Israfil’s blade slipped through her guard but her quick feet pivoted her away, its edge grazing the leather of her jerkin.

‘Is it because you have no father?’ Israfil said as he swirled around her. ‘That you feel you must try so hard to prove yourself?’

‘What?’ Riv spoke for the first time, feeling her shock and hurt shift into something else, edged in red. ‘No,’ she said in a snarl, ‘my sister is a White-Wing, as was my mam before her. I have enough to admire . . .’ More blows, driving air and words from her lungs, Israfil’s wooden blade connecting with her shoulder, one blow flowing into another, cracking into her ribs. A great pulse of his wings and she was stumbling back, slipping to one knee, the pain in her side fuelling the anger that was swelling in her gut, outrage at being so wronged by someone she had respected completely and utterly until only a handful of heartbeats ago.

My father? He is long dead.

She looked up at Israfil, who hovered above her, mouth twisted in some unreadable emotion.

‘You are weak,’ he said to her.

Riv leaped at Israfil, a red rage flooding through her. She grabbed his belt and hauled herself higher, saw his mouth was moving but could only dimly hear his shouted words because there was a roaring in her head like a storm shaking the trees of Drassil, and then her fist was slamming into Israfil’s face, once, twice, blood gushing from his nose, and his wings were beating, lifting them higher. Part of her was appalled at what she was doing, but that part of her was small and powerless, an observer to events, nothing more, watching as she rained blows upon the Ben-Elim. Even then all she could hear were his words, you are weak, you are brittle, and then the red mist filled her head and her vision until she saw and heard nothing except her own wordless howl.
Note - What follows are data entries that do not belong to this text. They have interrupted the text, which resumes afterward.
#[cfg(test)]
mod tests {
    use std::os::unix::net::UnixStream;
    use std::sync::atomic::AtomicUsize;
    use std::time::{Duration, Instant};

    use framelink_frame::{FrameConfig, FrameError};

    use super::*;

    fn echo_server(stream: &Stream<UnixStream>) {
        stream.set_request_handler(|stream, request, response| match response {
            Some(mut response) => {
                response.write_bytes(request.rest());
                stream.reply(request, response);
            }
            None => stream.release(request),
        });
    }

    #[test]
    fn echo_single_byte() {
        let (left, right) = UnixStream::pair().unwrap();
        let server = Stream::new(right).unwrap();
        echo_server(&server);
        let client = Stream::new(left).unwrap();

        std::thread::scope(|s| {
            let server_loop = s.spawn(|| server.run());
            let client_loop = s.spawn(|| client.run());

            let mut call = client.new_call(false);
            call.buffer_mut().unwrap().write_u8(0x01);
            client.call(&mut call);
            call.done().unwrap();
            assert_eq!(call.buffer().unwrap().rest(), &[0x01]);
            drop(call);

            client.close();
            server.close();
            client_loop.join().unwrap().unwrap();
            server_loop.join().unwrap().unwrap();
        });
    }

    #[test]
    fn state_transitions() {
        let (left, _right) = UnixStream::pair().unwrap();
        let stream = Stream::new(left).unwrap();
        assert_eq!(stream.state(), StreamState::Idle);

        std::thread::scope(|s| {
            let loop_handle = s.spawn(|| stream.run());
            while stream.state() == StreamState::Idle {
                std::thread::sleep(Duration::from_millis(1));
            }
            assert_eq!(stream.state(), StreamState::Running);
            assert!(matches!(stream.run(), Err(RpcError::AlreadyRunning)));

            stream.close();
            loop_handle.join().unwrap().unwrap();
        });

        assert_eq!(stream.state(), StreamState::Closed);
        assert!(matches!(stream.run(), Err(RpcError::Closed)));
    }

    #[test]
    fn call_on_closed_stream_resolves_closed() {
        let (left, _right) = UnixStream::pair().unwrap();
        let stream = Stream::new(left).unwrap();
        stream.close();

        let mut call = stream.new_call(false);
        stream.call(&mut call);
        assert!(matches!(call.done(), Err(RpcError::Closed)));
        assert_eq!(stream.pending_calls(), 0);
    }

    #[test]
    fn close_resolves_pending_calls() {
        let (left, _right) = UnixStream::pair().unwrap();
        let stream = Stream::new(left).unwrap();

        let mut calls: Vec<Call> = (0..3).map(|_| stream.new_call(false)).collect();
        for call in &mut calls {
            stream.call(call);
        }
        assert_eq!(stream.pending_calls(), 3);

        stream.close();
        for call in &mut calls {
            assert!(matches!(call.done(), Err(RpcError::Closed)));
        }
        assert_eq!(stream.pending_calls(), 0);
    }

    #[test]
    fn sequence_numbers_increase_from_one() {
        let (left, _right) = UnixStream::pair().unwrap();
        let stream = Stream::new(left).unwrap();

        let first = stream.new_call(false);
        let second = stream.new_call(false);
        let one_way = stream.new_call(true);
        assert_eq!(first.seq(), Some(1));
        assert_eq!(second.seq(), Some(2));
        assert_eq!(one_way.seq(), None);
        assert_eq!(one_way.buffer().unwrap().payload(), &[0x03]);
    }

    #[test]
    fn one_way_never_registers() {
        let (left, right) = UnixStream::pair().unwrap();
        let stream = Stream::new(left).unwrap();
        let mut peer = FramedChannel::new(right, FrameConfig::default()).unwrap();

        stream.notify(b"fire").unwrap();
        assert_eq!(stream.pending_calls(), 0);

        let frame = peer.read_frame().unwrap();
        assert_eq!(frame.as_ref(), b"\x03fire");
    }

    #[test]
    fn malformed_and_unknown_frames_are_dropped() {
        let (left, right) = UnixStream::pair().unwrap();
        let stream = Stream::new(left).unwrap();
        echo_server(&stream);
        let mut peer = FramedChannel::new(right, FrameConfig::default()).unwrap();

        std::thread::scope(|s| {
            let loop_handle = s.spawn(|| stream.run());

            // Reserved bit, one-way response, truncated seq, unknown seq.
            peer.write_frame(&[0x05]).unwrap();
            peer.write_frame(&[0x02]).unwrap();
            peer.write_frame(&[0x01, 0x00]).unwrap();
            let mut unknown = vec![0x00];
            unknown.extend_from_slice(&42u64.to_be_bytes());
            peer.write_frame(&unknown).unwrap();

            // The loop keeps serving afterwards.
            let mut request = vec![0x01];
            request.extend_from_slice(&9u64.to_be_bytes());
            request.extend_from_slice(b"still alive");
            peer.write_frame(&request).unwrap();

            let reply = peer.read_frame().unwrap();
            assert_eq!(reply[0], 0x00);
            assert_eq!(&reply[1..9], &9u64.to_be_bytes());
            assert_eq!(&reply[9..], b"still alive");

            stream.close();
            loop_handle.join().unwrap().unwrap();
        });
    }

    #[test]
    fn oversized_inbound_frame_ends_read_loop() {
        let (left, mut right) = UnixStream::pair().unwrap();
        let config = StreamConfig::default().with_frame(FrameConfig {
            max_frame_size: 16,
            ..FrameConfig::default()
        });
        let stream = Stream::with_config(left, config).unwrap();
        let mut pending = stream.new_call(false);
        stream.call(&mut pending);

        std::io::Write::write_all(&mut right, &1024u32.to_be_bytes()).unwrap();
        let err = stream.run().unwrap_err();
        assert!(matches!(
            err,
            RpcError::Frame(FrameError::FrameTooLarge { size: 1024, max: 16 })
        ));
        assert_eq!(stream.state(), StreamState::Closed);
        assert!(matches!(pending.done(), Err(RpcError::Closed)));
    }

    #[test]
    fn oversized_outbound_fails_only_that_call() {
        let (left, right) = UnixStream::pair().unwrap();
        let config = StreamConfig::default().with_frame(FrameConfig {
            max_frame_size: 32,
            ..FrameConfig::default()
        });
        let stream = Stream::with_config(left, config).unwrap();
        let mut peer = FramedChannel::new(right, FrameConfig::default()).unwrap();

        let mut big = stream.new_call(false);
        big.buffer_mut().unwrap().write_bytes(&[0u8; 64]);
        stream.call(&mut big);
        assert!(matches!(
            big.done(),
            Err(RpcError::Frame(FrameError::FrameTooLarge { .. }))
        ));
        assert_eq!(stream.pending_calls(), 0);
        assert_ne!(stream.state(), StreamState::Closed);

        stream.notify(b"small").unwrap();
        assert_eq!(peer.read_frame().unwrap().as_ref(), b"\x03small");
    }

    #[test]
    fn missing_handler_drops_request() {
        let (left, right) = UnixStream::pair().unwrap();
        let stream = Stream::new(left).unwrap();
        let mut peer = FramedChannel::new(right, FrameConfig::default()).unwrap();

        std::thread::scope(|s| {
            let loop_handle = s.spawn(|| stream.run());
            let mut request = vec![0x01];
            request.extend_from_slice(&1u64.to_be_bytes());
            peer.write_frame(&request).unwrap();

            peer.set_read_timeout(Some(Duration::from_millis(50))).unwrap();
            assert!(peer.read_frame().unwrap_err().is_timeout());

            stream.close();
            loop_handle.join().unwrap().unwrap();
        });
    }

    #[test]
    fn peer_close_ends_loop_with_error() {
        let (left, right) = UnixStream::pair().unwrap();
        let stream = Stream::new(left).unwrap();
        drop(right);
        assert!(matches!(
            stream.run(),
            Err(RpcError::Frame(FrameError::ConnectionClosed))
        ));
    }

    #[test]
    fn close_shuts_the_transport_down() {
        let (left, right) = UnixStream::pair().unwrap();
        let stream = Stream::new(left).unwrap();
        let mut peer = FramedChannel::new(right, FrameConfig::default()).unwrap();

        stream.close();
        assert!(matches!(
            peer.read_frame(),
            Err(FrameError::ConnectionClosed)
        ));
    }

    #[test]
    fn duplicate_sequence_displaces_older_call() {
        let (left, _left_peer) = UnixStream::pair().unwrap();
        let (right, _right_peer) = UnixStream::pair().unwrap();
        let other = Stream::new(left).unwrap();
        let stream = Stream::new(right).unwrap();

        // Both streams hand out seq 1 first.
        let mut older = other.new_call(false);
        let mut newer = stream.new_call(false);
        assert_eq!(older.seq(), newer.seq());

        stream.call(&mut older);
        stream.call(&mut newer);
        assert!(matches!(older.done(), Err(RpcError::Protocol(_))));
        assert_eq!(stream.pending_calls(), 1);

        stream.close();
        assert!(matches!(newer.done(), Err(RpcError::Closed)));
    }

    #[test]
    fn rejected_reply_reaches_write_error_handler() {
        let (left, right) = UnixStream::pair().unwrap();
        let config = StreamConfig::default()
            .with_frame(FrameConfig::unbounded())
            .with_write_queue(1, SaturationPolicy::Reject);
        let server = Stream::with_config(right, config).unwrap();
        echo_server(&server);

        let rejected = Arc::new(AtomicUsize::new(0));
        let counter = Arc::clone(&rejected);
        server.set_write_error_handler(move |err| {
            if matches!(err, RpcError::QueueFull) {
                counter.fetch_add(1, Ordering::SeqCst);
            }
        });

        // The client never reads, so replies back up behind a full socket.
        let mut client = FramedChannel::new(left, FrameConfig::unbounded()).unwrap();
        let payload = vec![0xA5u8; 256 * 1024];

        std::thread::scope(|s| {
            let server_loop = s.spawn(|| server.run());

            for seq in 1..=32u64 {
                let mut request = vec![0x01];
                request.extend_from_slice(&seq.to_be_bytes());
                request.extend_from_slice(&payload);
                client.write_frame(&request).unwrap();
            }

            let deadline = Instant::now() + Duration::from_secs(5);
            while rejected.load(Ordering::SeqCst) == 0 && Instant::now() < deadline {
                std::thread::sleep(Duration::from_millis(5));
            }
            assert!(rejected.load(Ordering::SeqCst) > 0);

            server.close();
            server_loop.join().unwrap().unwrap();
        });
    }

    #[test]
    fn write_error_handler_sees_oversized_one_way() {
        let (left, _right) = UnixStream::pair().unwrap();
        let config = StreamConfig::default().with_frame(FrameConfig {
            max_frame_size: 8,
            ..FrameConfig::default()
        });
        let stream = Stream::with_config(left, config).unwrap();

        let seen = Arc::new(AtomicUsize::new(0));
        let counter = Arc::clone(&seen);
        stream.set_write_error_handler(move |err| {
            assert!(matches!(err, RpcError::Frame(FrameError::FrameTooLarge { .. })));
            counter.fetch_add(1, Ordering::SeqCst);
        });

        assert!(stream.notify(&[0u8; 32]).is_err());
        assert_eq!(seen.load(Ordering::SeqCst), 1);

        // Closed-stream skips are not write failures.
        stream.close();
        assert!(matches!(stream.notify(b"x"), Err(RpcError::Closed)));
        assert_eq!(seen.load(Ordering::SeqCst), 1);
    }
}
Riv blinked awake and sat up with a start. She felt a pressure upon her chest and saw her mam’s face staring down at her, eyes creased with worry.

‘Easy, Riv,’ her mam said. ‘Rest a while.’
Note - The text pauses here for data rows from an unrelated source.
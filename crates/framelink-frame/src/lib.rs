//! Length-prefixed binary framing for framelink.
//!
//! Every frame on the wire is a 4-byte big-endian payload length followed by
//! the payload itself. This crate turns a raw duplex stream into whole
//! frames: partial reads are reassembled internally, oversized frames are
//! rejected before their payload is consumed, and every blocking operation
//! runs under its own deadline.
//!
//! Payload memory is handed out through the [`BufferPool`] capability so the
//! higher layers can recycle allocations across frames.

pub mod buffer;
pub mod channel;
pub mod codec;
mod deadline;
pub mod error;
pub mod pool;
pub mod reader;
pub mod writer;

#[cfg(feature = "async")]
pub mod async_codec;

pub use buffer::Buffer;
pub use channel::{FramedChannel, ShutdownHandle};
pub use codec::{
    decode_frame, encode_frame, FrameConfig, DEFAULT_MAX_FRAME_SIZE, DEFAULT_TIMEOUT, HEADER_SIZE,
};
pub use error::{FrameError, Result};
pub use pool::{BufferPool, FreeListPool, HeapPool};
pub use reader::FrameReader;
pub use writer::FrameWriter;

#[cfg(feature = "async")]
pub use async_codec::LengthPrefixCodec;
use crate::cmd::VersionArgs;
use crate::exit::{CliResult, SUCCESS};

pub fn run(args: VersionArgs) -> CliResult<i32> {
    if !args.extended {
        println!("framelink {}", env!("CARGO_PKG_VERSION"));
        return Ok(SUCCESS);
    }

    println!("name: framelink");
    println!("version: {}", env!("CARGO_PKG_VERSION"));
    println!(
        "build_target: {}",
        option_env!("FRAMELINK_BUILD_TARGET").unwrap_or("unknown")
    );
    println!("target_os: {}", std::env::consts::OS);
    println!("target_arch: {}", std::env::consts::ARCH);
    println!(
        "rustc: {}",
        option_env!("RUSTC_VERSION").unwrap_or("unknown")
    );
    println!(
        "features: async={}, cli=true",
        cfg!(feature = "async")
    );
    println!(
        "max_frame_size_default: {}",
        framelink_frame::DEFAULT_MAX_FRAME_SIZE
    );

    Ok(SUCCESS)
}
As if I ever took that advice. Riv snorted, pushing her mam’s hand away. She sat up, saw that she was still in the weapons-field, her mam kneeling beside her, a crowd gathered in a half-circle around Vald and the others who had completed their warrior trial. They were standing in a line, faces glowing with exertion and pride as Israfil stood before them, commending them on their prowess.

You are weak.

Riv put a hand to her head, squeezing her eyes shut, remembered frozen moments: leaping at Israfil, blood from his nose, rising into the sky.

‘What . . . happened?’ she muttered, an ache in her back between her shoulder blades pulsing up into her head. She twisted, rolled her shoulders.

‘You attacked Israfil,’ her mam said, a horrified whisper.

The voices of her companions and friends rose up, reciting the first lines of the Oath.

‘I am defender to the Faithful,’ they all began, voices ringing out.

I should be there, beside them, she thought. They should be my sword-kin, now, except that they have passed their warrior trial, and I have failed.

‘I am the sharp blade that will slay the Fallen,’ echoed across the field.

She looked back to her mam, who was regarding her with sad, disappointed eyes.

With a choked sound in her throat, Riv pushed past her mam and ran. She saw heads from amongst the gathered crowd turn and stare at her; her sister, Aphra, her pride-filled gaze of earlier a thing of history now.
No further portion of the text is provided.